Five-week-old male Sprague–Dawley rats were purchased from Japan SLC Inc. (Hamamatsu-shi, Shizuoka, Japan) and housed in standard rodent cages with standard laboratory chow and tap water available ad libitum. The rats were kept in a room, maintained at a constant temperature (24 ± 2 °C) and humidity (55 ± 10%) with a 12-h light period between 08:00 and 20:00 h. The rats were given at least 1 week to acclimate to the environment after their arrival. The experimental protocol was approved by the Animal Care and Use Committee at the University of the Ryukyus. The details of the methods and the general protocol for animal experiments are provided in online supplementary information.

Bone marrow aspiration, cell culture, and labeling

The rats (200–230 g) were anesthetized with an intraperitoneal injection of 50 mg/kg sodium pentobarbital. The bilateral iliac crests of the rats were punctured with a 21-gauge needle and bone marrow was aspirated with a heparinized syringe to collect a total volume of 0.5 mL. A red blood cell lysis solution (1.5 mL; QIAGEN Sciences, Germantown, MD, USA) was added to the aspirated bone marrow, and filtered and phosphate-buffered saline (PBS)-washed cells were seeded in individual dishes of Dulbecco’s Modified Eagle’s Media (DMEM) with 10% fetal bovine serum and 2% penicillin/streptomycin, followed by incubation in a humidified incubator (5% CO2 at 37 °C) for 3 weeks. Prior to intracerebroventricular (icv) injection, the cells were collected and labeled with DiI (v-22885; Molecular Probes, Eugene, OR, USA) according to the manufacturer’s protocol. The number of cells was adjusted to 1 × 106 cells per 20 µL of serum-free medium for icv injection. The descending thoracic aorta of different sets of rats was obtained, and the aortic endothelial cells were cultured in a gelatin-coated culture dish.
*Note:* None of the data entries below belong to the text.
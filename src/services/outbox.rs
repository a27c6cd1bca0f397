// Copyright (c) 2025 TexasFortress.AI
// This Source Code Form is subject to the terms of the Mozilla Public
// License, v. 2.0. If a copy of the MPL was not distributed with this
// file, You can obtain one at http://mozilla.org/MPL/2.0/.

//! Optimistic outbound items for one viewing session.
//!
//! A send shows up in the open thread immediately as `Pending`. The send
//! result moves it to `Committed` or `Rejected`; a committed item disappears
//! once the stored row it became is visible, so the thread never shows the
//! same message twice.

use std::collections::HashSet;

use chrono::{DateTime, Utc};
use serde::Serialize;
use uuid::Uuid;

use super::send::SendResult;

#[derive(Debug, Clone, PartialEq, Serialize)]
#[serde(tag = "state", rename_all = "snake_case")]
pub enum PendingState {
    Pending,
    Committed {
        provider_message_id: String,
        provider_thread_id: Option<String>,
    },
    Rejected {
        reason: String,
    },
}

#[derive(Debug, Clone, PartialEq, Serialize)]
pub struct PendingItem {
    pub local_id: String,
    pub thread_id: Option<String>,
    pub to: String,
    pub subject: String,
    pub html_body: String,
    pub created_at: DateTime<Utc>,
    #[serde(flatten)]
    pub state: PendingState,
}

#[derive(Debug, Default)]
pub struct OptimisticOutbox {
    items: Vec<PendingItem>,
    // Stored rows seen before their send call returned.
    settled: HashSet<String>,
}

impl OptimisticOutbox {
    pub fn new() -> Self {
        Self::default()
    }

    pub fn enqueue(&mut self, thread_id: Option<String>, to: &str, subject: &str, html_body: &str) -> PendingItem {
        let item = PendingItem {
            local_id: Uuid::new_v4().to_string(),
            thread_id,
            to: to.to_string(),
            subject: subject.to_string(),
            html_body: html_body.to_string(),
            created_at: Utc::now(),
            state: PendingState::Pending,
        };
        self.items.push(item.clone());
        item
    }

    fn pending_mut(&mut self, local_id: &str) -> Option<&mut PendingItem> {
        self.items
            .iter_mut()
            .find(|i| i.local_id == local_id && i.state == PendingState::Pending)
    }

    /// Pending -> Committed. Returns the updated item, or `None` when it was
    /// already settled by the stored row or is not pending.
    pub fn commit(&mut self, local_id: &str, result: &SendResult) -> Option<PendingItem> {
        if self.settled.remove(&result.provider_message_id) {
            self.items.retain(|i| i.local_id != local_id);
            return None;
        }
        let item = self.pending_mut(local_id)?;
        item.state = PendingState::Committed {
            provider_message_id: result.provider_message_id.clone(),
            provider_thread_id: result.provider_thread_id.clone(),
        };
        if item.thread_id.is_none() {
            item.thread_id = result.provider_thread_id.clone();
        }
        Some(item.clone())
    }

    /// Pending -> Rejected. The item stays visible until dismissed.
    pub fn reject(&mut self, local_id: &str, reason: &str) -> Option<PendingItem> {
        let item = self.pending_mut(local_id)?;
        item.state = PendingState::Rejected {
            reason: reason.to_string(),
        };
        Some(item.clone())
    }

    /// Drops the committed item matching a stored row. Returns whether one was dropped.
    pub fn settle(&mut self, provider_message_id: &str) -> bool {
        let before = self.items.len();
        self.items.retain(|i| {
            !matches!(&i.state, PendingState::Committed { provider_message_id: id, .. } if id == provider_message_id)
        });
        if self.items.len() == before {
            if self.items.iter().any(|i| i.state == PendingState::Pending) {
                self.settled.insert(provider_message_id.to_string());
            }
            return false;
        }
        true
    }

    pub fn dismiss(&mut self, local_id: &str) -> bool {
        let before = self.items.len();
        self.items
            .retain(|i| !(i.local_id == local_id && matches!(i.state, PendingState::Rejected { .. })));
        self.items.len() != before
    }

    /// Items to overlay on a thread; `None` selects items not yet bound to a thread.
    pub fn for_thread(&self, thread_id: Option<&str>) -> Vec<PendingItem> {
        self.items
            .iter()
            .filter(|i| i.thread_id.as_deref() == thread_id)
            .cloned()
            .collect()
    }

    pub fn len(&self) -> usize {
        self.items.len()
    }

    pub fn is_empty(&self) -> bool {
        self.items.is_empty()
    }
}
// Copyright (c) 2025 TexasFortress.AI
// This Source Code Form is subject to the terms of the Mozilla Public
// License, v. 2.0. If a copy of the MPL was not distributed with this
// file, You can obtain one at http://mozilla.org/MPL/2.0/.

use chrono::{DateTime, Utc};
use sqlx::SqlitePool;

use super::StoreError;

/// Bearer tokens issued by the session layer, mapped to user ids.
pub struct SessionRepository<'a> {
    pool: &'a SqlitePool,
}

impl<'a> SessionRepository<'a> {
    pub(crate) fn new(pool: &'a SqlitePool) -> Self {
        Self { pool }
    }

    pub async fn insert(
        &self,
        token: &str,
        user_id: &str,
        expires_at: Option<DateTime<Utc>>,
    ) -> Result<(), StoreError> {
        sqlx::query(
            "INSERT INTO user_sessions (token, user_id, expires_at) VALUES (?, ?, ?) \
             ON CONFLICT(token) DO UPDATE SET user_id = excluded.user_id, expires_at = excluded.expires_at",
        )
        .bind(token)
        .bind(user_id)
        .bind(expires_at)
        .execute(self.pool)
        .await?;
        Ok(())
    }

    /// Returns the owning user for a live token.
    pub async fn user_for_token(&self, token: &str, now: DateTime<Utc>) -> Result<Option<String>, StoreError> {
        let row = sqlx::query_as::<_, (String, Option<DateTime<Utc>>)>(
            "SELECT user_id, expires_at FROM user_sessions WHERE token = ?",
        )
        .bind(token)
        .fetch_optional(self.pool)
        .await?;

        Ok(row.and_then(|(user_id, expires_at)| match expires_at {
            Some(exp) if exp <= now => None,
            _ => Some(user_id),
        }))
    }
}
Characterization of bone marrow-derived cells

Immunocytochemistry

Bone marrow-derived cells were immunostained with anti-CD29 (04-1109; Merck Millipore, Temecula, CA, USA) and anti-interleukin-10 (IL-10; ab9969, Abcam, Cambridge, MA, USA).

Western blotting

Western blotting was performed using previously described methods [16]. Cultured bone marrow-derived cells and rat aortic endothelial cells were collected and subjected to a protein isolation protocol. The proteins transferred onto polyvinylidene difluoride (PVDF) membranes were probed with antibodies against angiotensin-converting enzyme (ACE) (sc-12187; Santa Cruz Biotechnology, Dallas, TX, USA) and angiotensin-converting enzyme 2 (ACE2) (sc-20998; Santa Cruz Biotechnology).

BrdU uptake assay

Cultured cells secrete paracrine factors into the culture medium. We collected the conditioned media and applied it to serum-starved endothelial cells to examine cell proliferation. We assumed that an ability to influence endothelial cell proliferation is one of the paracrine effects of bone marrow-derived cells. Endothelial cell proliferation was examined by measuring BrdU incorporation during DNA synthesis using a colorimetric immunoassay kit (Roche; Mannheim, Germany). Fetal bovine serum (0.5%) was used as the control stimulant for endothelial cell proliferation.

Flow cytometric analysis

Flow cytometric analysis was performed with bone marrow-derived cells cultured for 3 weeks at the third passage. CD29 was used as a positive marker, and CD34 was used as a negative marker for rat mesenchymal stem cells.

Angiotensin II infusions

Two weeks after bone marrow aspiration, the rats were anesthetized with sodium pentobarbital. A small incision was made in the skin behind the neck, and the subcutaneous tissue was spread toward the interscapular space to create a pocket for an osmotic minipump (2004; Alzet, Cupertino, CA, USA), which was filled with either saline as a vehicle or Ang II (A9525; Sigma-Aldrich, St. Louis, MO, USA). The concentration of Ang II was adjusted to an infusion rate of 150 ng/kg/min for 4 weeks.

Intracerebroventricular injections

Intracerebroventricular injection of bone marrow-derived cells

The icv injections were performed using previously described methods [17]. One week after initiation of the infusions, the rats were anesthetized with sodium pentobarbital and placed on a stereotaxic frame in the prone position. The skin overlying the midline of the skull was incised, and a small hole was drilled into the dorsal surface of the cranium 0.8 mm posterior to Bregma and 1.5 mm lateral to the midline. The tip of a Hamilton syringe (10 µL) was advanced 4 mm vertically from the skull surface and either DiI-labeled autologous bone marrow-derived cells (1 × 106 cells/20 µL) or serum-free medium (20 µL) was injected bilaterally into the lateral ventricles over a 20-min injection time. Therefore, the cells were bilaterally implanted into the cerebrospinal fluid (CSF)-filled lateral ventricles. The following four groups were created: rats that received vehicle infusion with icv administration of medium (n = 7), rats that received vehicle infusion with icv administration of bone marrow-derived cells (n = 4), rats that received Ang II infusion with icv administration of medium (n = 5), and rats that received Ang II infusion with icv administration of bone marrow-derived cells (n = 6). The mortality rate of the rats during the experiment was 9%, which was not attributed to any particular experimental group.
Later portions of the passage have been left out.